**WORK REQUIRED:**
For the data below, the lines that hold "boolean" should be counted; only the resulting number is expected.

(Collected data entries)
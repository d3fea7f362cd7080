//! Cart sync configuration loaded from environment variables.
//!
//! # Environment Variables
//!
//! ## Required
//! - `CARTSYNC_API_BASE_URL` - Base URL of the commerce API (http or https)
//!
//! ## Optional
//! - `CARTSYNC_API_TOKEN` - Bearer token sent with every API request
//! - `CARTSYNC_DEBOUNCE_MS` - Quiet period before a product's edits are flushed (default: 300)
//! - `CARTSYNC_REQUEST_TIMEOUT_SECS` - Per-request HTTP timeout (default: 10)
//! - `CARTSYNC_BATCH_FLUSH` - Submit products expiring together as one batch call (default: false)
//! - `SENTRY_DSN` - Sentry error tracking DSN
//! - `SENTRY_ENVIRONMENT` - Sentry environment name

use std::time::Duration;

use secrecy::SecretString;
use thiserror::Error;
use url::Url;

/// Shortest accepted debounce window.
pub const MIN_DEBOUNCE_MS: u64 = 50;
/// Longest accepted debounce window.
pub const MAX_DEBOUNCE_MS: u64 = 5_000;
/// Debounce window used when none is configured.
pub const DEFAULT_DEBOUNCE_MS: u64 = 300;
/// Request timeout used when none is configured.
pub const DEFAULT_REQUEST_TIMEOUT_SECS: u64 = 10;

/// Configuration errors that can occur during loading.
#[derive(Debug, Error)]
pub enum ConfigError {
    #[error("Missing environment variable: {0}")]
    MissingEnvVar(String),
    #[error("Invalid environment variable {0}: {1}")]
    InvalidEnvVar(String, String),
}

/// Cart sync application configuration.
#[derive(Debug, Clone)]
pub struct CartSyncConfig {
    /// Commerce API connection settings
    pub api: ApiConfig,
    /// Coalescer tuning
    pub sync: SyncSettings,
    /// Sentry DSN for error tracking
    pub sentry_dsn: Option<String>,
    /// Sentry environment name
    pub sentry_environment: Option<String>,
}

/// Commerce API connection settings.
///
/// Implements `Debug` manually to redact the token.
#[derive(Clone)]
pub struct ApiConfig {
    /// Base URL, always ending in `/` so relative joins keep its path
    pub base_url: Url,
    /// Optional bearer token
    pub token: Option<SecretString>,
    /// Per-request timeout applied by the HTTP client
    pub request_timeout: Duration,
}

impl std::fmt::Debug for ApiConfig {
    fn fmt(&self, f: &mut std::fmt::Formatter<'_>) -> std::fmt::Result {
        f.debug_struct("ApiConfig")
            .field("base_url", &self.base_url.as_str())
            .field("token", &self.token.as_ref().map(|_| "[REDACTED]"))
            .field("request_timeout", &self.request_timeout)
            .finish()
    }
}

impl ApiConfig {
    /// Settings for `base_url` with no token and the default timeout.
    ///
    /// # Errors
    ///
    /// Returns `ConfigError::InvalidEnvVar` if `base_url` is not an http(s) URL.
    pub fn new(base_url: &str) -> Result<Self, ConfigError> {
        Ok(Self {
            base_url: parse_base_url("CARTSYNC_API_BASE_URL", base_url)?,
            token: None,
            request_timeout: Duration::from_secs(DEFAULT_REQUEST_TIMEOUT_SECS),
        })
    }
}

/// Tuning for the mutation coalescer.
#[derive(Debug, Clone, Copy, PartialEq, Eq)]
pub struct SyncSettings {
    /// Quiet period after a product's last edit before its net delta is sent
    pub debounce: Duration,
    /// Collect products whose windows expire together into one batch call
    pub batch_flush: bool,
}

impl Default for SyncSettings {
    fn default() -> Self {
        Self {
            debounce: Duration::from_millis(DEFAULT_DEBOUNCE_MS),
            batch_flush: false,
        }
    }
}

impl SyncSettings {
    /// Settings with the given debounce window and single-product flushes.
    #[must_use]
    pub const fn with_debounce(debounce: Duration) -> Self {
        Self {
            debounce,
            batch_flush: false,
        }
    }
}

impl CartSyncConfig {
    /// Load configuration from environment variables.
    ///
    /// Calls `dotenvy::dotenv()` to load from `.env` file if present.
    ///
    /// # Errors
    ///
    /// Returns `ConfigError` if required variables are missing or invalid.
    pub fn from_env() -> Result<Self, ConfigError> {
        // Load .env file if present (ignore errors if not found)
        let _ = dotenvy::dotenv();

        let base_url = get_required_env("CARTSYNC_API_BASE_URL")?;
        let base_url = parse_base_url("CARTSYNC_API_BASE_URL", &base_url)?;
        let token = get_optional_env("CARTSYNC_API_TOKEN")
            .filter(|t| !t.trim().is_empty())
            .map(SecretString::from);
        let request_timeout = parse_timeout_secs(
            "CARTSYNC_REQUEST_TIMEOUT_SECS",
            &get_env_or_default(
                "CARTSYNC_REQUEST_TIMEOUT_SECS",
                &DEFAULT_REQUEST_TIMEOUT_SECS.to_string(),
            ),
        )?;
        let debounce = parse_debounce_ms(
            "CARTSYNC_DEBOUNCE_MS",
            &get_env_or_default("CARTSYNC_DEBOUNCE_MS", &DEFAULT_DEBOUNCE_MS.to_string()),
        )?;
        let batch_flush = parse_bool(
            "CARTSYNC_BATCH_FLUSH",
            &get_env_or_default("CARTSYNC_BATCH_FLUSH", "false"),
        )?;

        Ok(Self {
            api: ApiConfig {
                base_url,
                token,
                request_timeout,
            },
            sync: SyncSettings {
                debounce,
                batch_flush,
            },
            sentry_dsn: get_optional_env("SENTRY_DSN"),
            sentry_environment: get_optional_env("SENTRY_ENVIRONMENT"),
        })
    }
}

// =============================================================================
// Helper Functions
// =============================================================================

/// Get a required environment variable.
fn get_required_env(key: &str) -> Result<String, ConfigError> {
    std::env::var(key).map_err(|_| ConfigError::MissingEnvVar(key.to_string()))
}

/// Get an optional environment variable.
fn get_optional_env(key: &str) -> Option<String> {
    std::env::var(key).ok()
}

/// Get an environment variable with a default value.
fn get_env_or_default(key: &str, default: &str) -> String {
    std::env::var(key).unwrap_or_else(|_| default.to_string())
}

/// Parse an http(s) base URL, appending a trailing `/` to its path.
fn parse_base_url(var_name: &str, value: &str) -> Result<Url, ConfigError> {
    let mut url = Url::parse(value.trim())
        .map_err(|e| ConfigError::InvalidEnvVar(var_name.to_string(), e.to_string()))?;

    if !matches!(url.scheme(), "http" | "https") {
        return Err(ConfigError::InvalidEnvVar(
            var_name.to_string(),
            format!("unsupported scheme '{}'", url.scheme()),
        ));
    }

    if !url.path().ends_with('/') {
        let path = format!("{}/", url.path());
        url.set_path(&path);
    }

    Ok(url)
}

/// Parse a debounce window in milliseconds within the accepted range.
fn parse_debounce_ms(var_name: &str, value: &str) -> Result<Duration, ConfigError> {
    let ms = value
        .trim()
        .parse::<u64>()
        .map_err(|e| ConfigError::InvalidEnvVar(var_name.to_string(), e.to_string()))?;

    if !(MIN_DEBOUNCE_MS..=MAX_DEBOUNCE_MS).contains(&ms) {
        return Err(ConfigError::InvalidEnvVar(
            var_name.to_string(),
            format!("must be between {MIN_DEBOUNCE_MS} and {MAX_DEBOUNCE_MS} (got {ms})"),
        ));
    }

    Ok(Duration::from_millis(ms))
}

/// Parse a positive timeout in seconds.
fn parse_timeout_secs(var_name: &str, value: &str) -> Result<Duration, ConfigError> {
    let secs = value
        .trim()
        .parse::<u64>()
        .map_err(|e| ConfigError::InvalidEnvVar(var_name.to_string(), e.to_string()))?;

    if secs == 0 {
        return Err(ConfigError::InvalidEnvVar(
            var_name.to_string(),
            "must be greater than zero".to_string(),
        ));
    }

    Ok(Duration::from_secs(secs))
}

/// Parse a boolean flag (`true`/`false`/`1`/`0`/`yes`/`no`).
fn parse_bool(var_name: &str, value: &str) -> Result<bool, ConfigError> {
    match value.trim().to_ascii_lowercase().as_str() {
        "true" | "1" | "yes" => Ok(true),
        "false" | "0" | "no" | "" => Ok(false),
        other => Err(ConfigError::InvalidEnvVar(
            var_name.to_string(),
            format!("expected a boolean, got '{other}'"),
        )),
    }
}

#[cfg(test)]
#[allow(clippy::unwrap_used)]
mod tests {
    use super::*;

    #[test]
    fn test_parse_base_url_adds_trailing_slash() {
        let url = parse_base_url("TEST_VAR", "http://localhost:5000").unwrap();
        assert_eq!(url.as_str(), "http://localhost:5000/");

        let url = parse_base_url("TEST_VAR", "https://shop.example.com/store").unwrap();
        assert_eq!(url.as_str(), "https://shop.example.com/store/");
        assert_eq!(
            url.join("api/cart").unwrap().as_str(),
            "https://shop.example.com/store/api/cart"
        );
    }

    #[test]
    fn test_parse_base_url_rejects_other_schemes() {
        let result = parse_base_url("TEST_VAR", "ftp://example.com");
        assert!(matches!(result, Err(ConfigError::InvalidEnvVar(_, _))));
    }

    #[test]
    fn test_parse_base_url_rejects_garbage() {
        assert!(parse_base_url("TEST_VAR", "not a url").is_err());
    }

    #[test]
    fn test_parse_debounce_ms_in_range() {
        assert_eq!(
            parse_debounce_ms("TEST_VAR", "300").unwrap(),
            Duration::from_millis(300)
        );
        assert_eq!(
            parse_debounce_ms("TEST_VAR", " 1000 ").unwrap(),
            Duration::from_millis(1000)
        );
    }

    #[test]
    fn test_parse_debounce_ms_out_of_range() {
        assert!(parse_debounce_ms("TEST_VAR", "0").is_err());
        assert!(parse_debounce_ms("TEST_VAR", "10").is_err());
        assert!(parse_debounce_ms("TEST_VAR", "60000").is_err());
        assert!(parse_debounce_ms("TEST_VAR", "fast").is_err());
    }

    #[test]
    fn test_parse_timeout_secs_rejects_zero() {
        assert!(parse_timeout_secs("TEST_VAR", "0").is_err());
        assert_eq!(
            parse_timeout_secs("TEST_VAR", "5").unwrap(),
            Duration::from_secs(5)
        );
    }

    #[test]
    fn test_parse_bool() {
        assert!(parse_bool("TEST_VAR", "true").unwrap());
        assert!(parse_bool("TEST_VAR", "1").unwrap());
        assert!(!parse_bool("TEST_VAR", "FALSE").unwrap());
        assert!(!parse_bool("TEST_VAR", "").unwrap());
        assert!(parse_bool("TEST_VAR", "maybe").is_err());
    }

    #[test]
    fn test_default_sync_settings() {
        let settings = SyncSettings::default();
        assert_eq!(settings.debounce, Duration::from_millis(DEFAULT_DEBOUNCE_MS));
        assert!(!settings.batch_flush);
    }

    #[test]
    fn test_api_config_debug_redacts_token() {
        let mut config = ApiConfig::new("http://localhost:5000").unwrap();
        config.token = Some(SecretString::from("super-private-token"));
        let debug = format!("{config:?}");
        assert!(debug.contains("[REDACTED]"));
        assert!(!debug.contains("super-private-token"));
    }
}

**RESPONSE BELOW:**
2